Cheating the quake

With this summer’s tragic events in Turkey, Athens, and Taiwan, the devastating power of the earthquake has rarely been more comprehensively demonstrated in the modern age. As well as the devastating loss of human life, both quakes have caused irreparable damage to some of the world’s oldest and most visited buildings.

A project at the Basilica of St Francis of Assisi offers one possible way in which buildings, and people, could be protected from future quakes. Earthquakes in 1997 left the Italian shrine severely damaged, killing two monks and destroying a number of priceless frescos.

Driven by a European Union project, Italian engineering company FIP Industriale has used shape memory alloys to devise a solution which the company believes to be a world first.

Bundles of up to 80 wires which are able to flex and absorb the shock of a quake are being installed in the walls of the Basilica. Made from Nickel-Titanium alloy, the properties of these wires mean that they can be bent and stretched and will recover their original shape immediately.

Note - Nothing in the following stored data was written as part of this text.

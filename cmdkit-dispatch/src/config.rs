use serde::Deserialize;
use std::time::Duration;

/// 命令总线配置
///
/// 可直接从配置文件反序列化，缺省字段使用默认值：
/// ```rust
/// use cmdkit_dispatch::config::CommandBusConfig;
/// use std::time::Duration;
///
/// let config: CommandBusConfig = serde_json::from_str(r#"{ "default_timeout_ms": 250 }"#).unwrap();
/// assert_eq!(config.default_timeout(), Some(Duration::from_millis(250)));
/// ```
#[derive(Clone, Debug, Default, Deserialize, PartialEq, Eq)]
#[serde(default)]
pub struct CommandBusConfig {
    /// 命令未声明超时时使用的默认超时（毫秒）；为空表示不限时
    pub default_timeout_ms: Option<u64>,
}

impl CommandBusConfig {
    pub fn with_default_timeout(timeout: Duration) -> Self {
        Self {
            default_timeout_ms: Some(u64::try_from(timeout.as_millis()).unwrap_or(u64::MAX)),
        }
    }

    pub fn default_timeout(&self) -> Option<Duration> {
        self.default_timeout_ms.map(Duration::from_millis)
    }
}
use async_trait::async_trait;
use cmdkit_core::{EventChannel, Registry, RegistryExt, ServiceRegistry};
use cmdkit_dispatch::config::CommandBusConfig;
use cmdkit_dispatch::{
    Command, CommandBus, CommandCompleted, CommandError, CommandHandler, CommandResult,
    InMemoryCommandBus, TimeoutPolicy,
};
use std::sync::Arc;
use std::sync::atomic::{AtomicBool, Ordering};
use std::time::Duration;
use tracing_subscriber::EnvFilter;

trait UserStore: Send + Sync {
    fn create(&self, name: &str) -> Result<u32, String>;
}

struct StaticUserStore;

impl UserStore for StaticUserStore {
    fn create(&self, name: &str) -> Result<u32, String> {
        if name.is_empty() {
            return Err("empty name".into());
        }
        Ok(42)
    }
}

struct CreateUser {
    name: String,
    events: EventChannel<CommandCompleted<Self>>,
    created: AtomicBool,
}

impl Command for CreateUser {
    const NAME: &'static str = "CreateUser";

    fn events(&self) -> &EventChannel<CommandCompleted<Self>> {
        &self.events
    }

    fn completed(&self) {
        self.created.store(true, Ordering::SeqCst);
    }

    fn failed(&self, err: &CommandError) {
        eprintln!("CreateUser failed: {err}");
    }
}

#[derive(Default)]
struct CreateUserHandler {
    store: Option<Arc<dyn UserStore>>,
}

#[async_trait]
impl CommandHandler for CreateUserHandler {
    type Command = CreateUser;

    fn bind(&mut self, registry: &dyn Registry) -> CommandResult<()> {
        self.store = Some(registry.resolve::<Arc<dyn UserStore>>()?);
        Ok(())
    }

    async fn handle(&self, cmd: &CreateUser) -> CommandResult<()> {
        let store = self
            .store
            .as_ref()
            .ok_or(CommandError::Infra("store not bound".into()))?;
        let id = store.create(&cmd.name).map_err(CommandError::Validation)?;
        println!("CreateUser: name={}, id={id}", cmd.name);
        Ok(())
    }
}

struct Reindex {
    events: EventChannel<CommandCompleted<Self>>,
}

impl Command for Reindex {
    const NAME: &'static str = "Reindex";

    fn events(&self) -> &EventChannel<CommandCompleted<Self>> {
        &self.events
    }

    fn timeout(&self) -> TimeoutPolicy {
        TimeoutPolicy::After(Duration::from_millis(100))
    }
}

struct ReindexHandler;

#[async_trait]
impl CommandHandler for ReindexHandler {
    type Command = Reindex;

    async fn handle(&self, _cmd: &Reindex) -> CommandResult<()> {
        tokio::time::sleep(Duration::from_millis(500)).await;
        Ok(())
    }
}

#[tokio::main]
async fn main() -> anyhow::Result<()> {
    tracing_subscriber::fmt()
        .with_env_filter(EnvFilter::from_default_env())
        .init();

    let registry = Arc::new(ServiceRegistry::new());
    registry.provide::<Arc<dyn UserStore>>(Arc::new(StaticUserStore));

    let bus = InMemoryCommandBus::builder()
        .registry(registry)
        .config(CommandBusConfig::with_default_timeout(Duration::from_secs(5)))
        .build();
    bus.register(CreateUserHandler::default())?;
    bus.register(ReindexHandler)?;

    let cmd = Arc::new(CreateUser {
        name: "Alice".into(),
        events: EventChannel::new(),
        created: AtomicBool::new(false),
    });
    cmd.events().listen(|ev: &CommandCompleted<CreateUser>| {
        println!("event: {} success={}", ev.command_name(), ev.is_success());
    });
    bus.dispatch(cmd.clone()).await?;
    println!("created={}", cmd.created.load(Ordering::SeqCst));

    // 超时的命令 -> 返回 Timeout 错误
    let reindex = Arc::new(Reindex {
        events: EventChannel::new(),
    });
    if let Err(err) = bus.wait(reindex).await {
        eprintln!("Reindex timed out as expected: {err}");
    }

    // 未注册的命令 -> 返回 NoHandler 错误
    struct DeleteUser {
        events: EventChannel<CommandCompleted<Self>>,
    }

    impl Command for DeleteUser {
        const NAME: &'static str = "DeleteUser";

        fn events(&self) -> &EventChannel<CommandCompleted<Self>> {
            &self.events
        }
    }

    let delete = Arc::new(DeleteUser {
        events: EventChannel::new(),
    });
    if let Err(CommandError::NoHandler { command }) = bus.wait(delete).await {
        eprintln!("NoHandler as expected for command: {command}");
    }

    println!("registered: {:?}", bus.registered_commands());
    Ok(())
}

It is claimed that Nickel-Titanium alloy could have an elastic strain capacity of over 6%, more than 30 times that of structural steel. Tests carried out at Italy’s Laboratory for Structural Assessment would seem to back this up. Masonry walls protected with the wires were able to withstand twice the force of the original quake, leading to estimates that structures protected with these wires could survive earthquakes which would flatten buildings reinforced with steel bars.

In another development, researchers at North Carolina University’s centre for robotics and intelligent machines have designed a robot caterpillar which is able to locate people trapped within the rubble of a collapsed building.

Pipes are often left intact when a building is destroyed and Moccasin II is designed to be able to navigate its way through a complicated course of piping, executing 90 degrees turns and vertical climbs.

This segmented robot is equipped with a video camera, lights, and sensors which can hear vibrations from someone tapping on the pipes.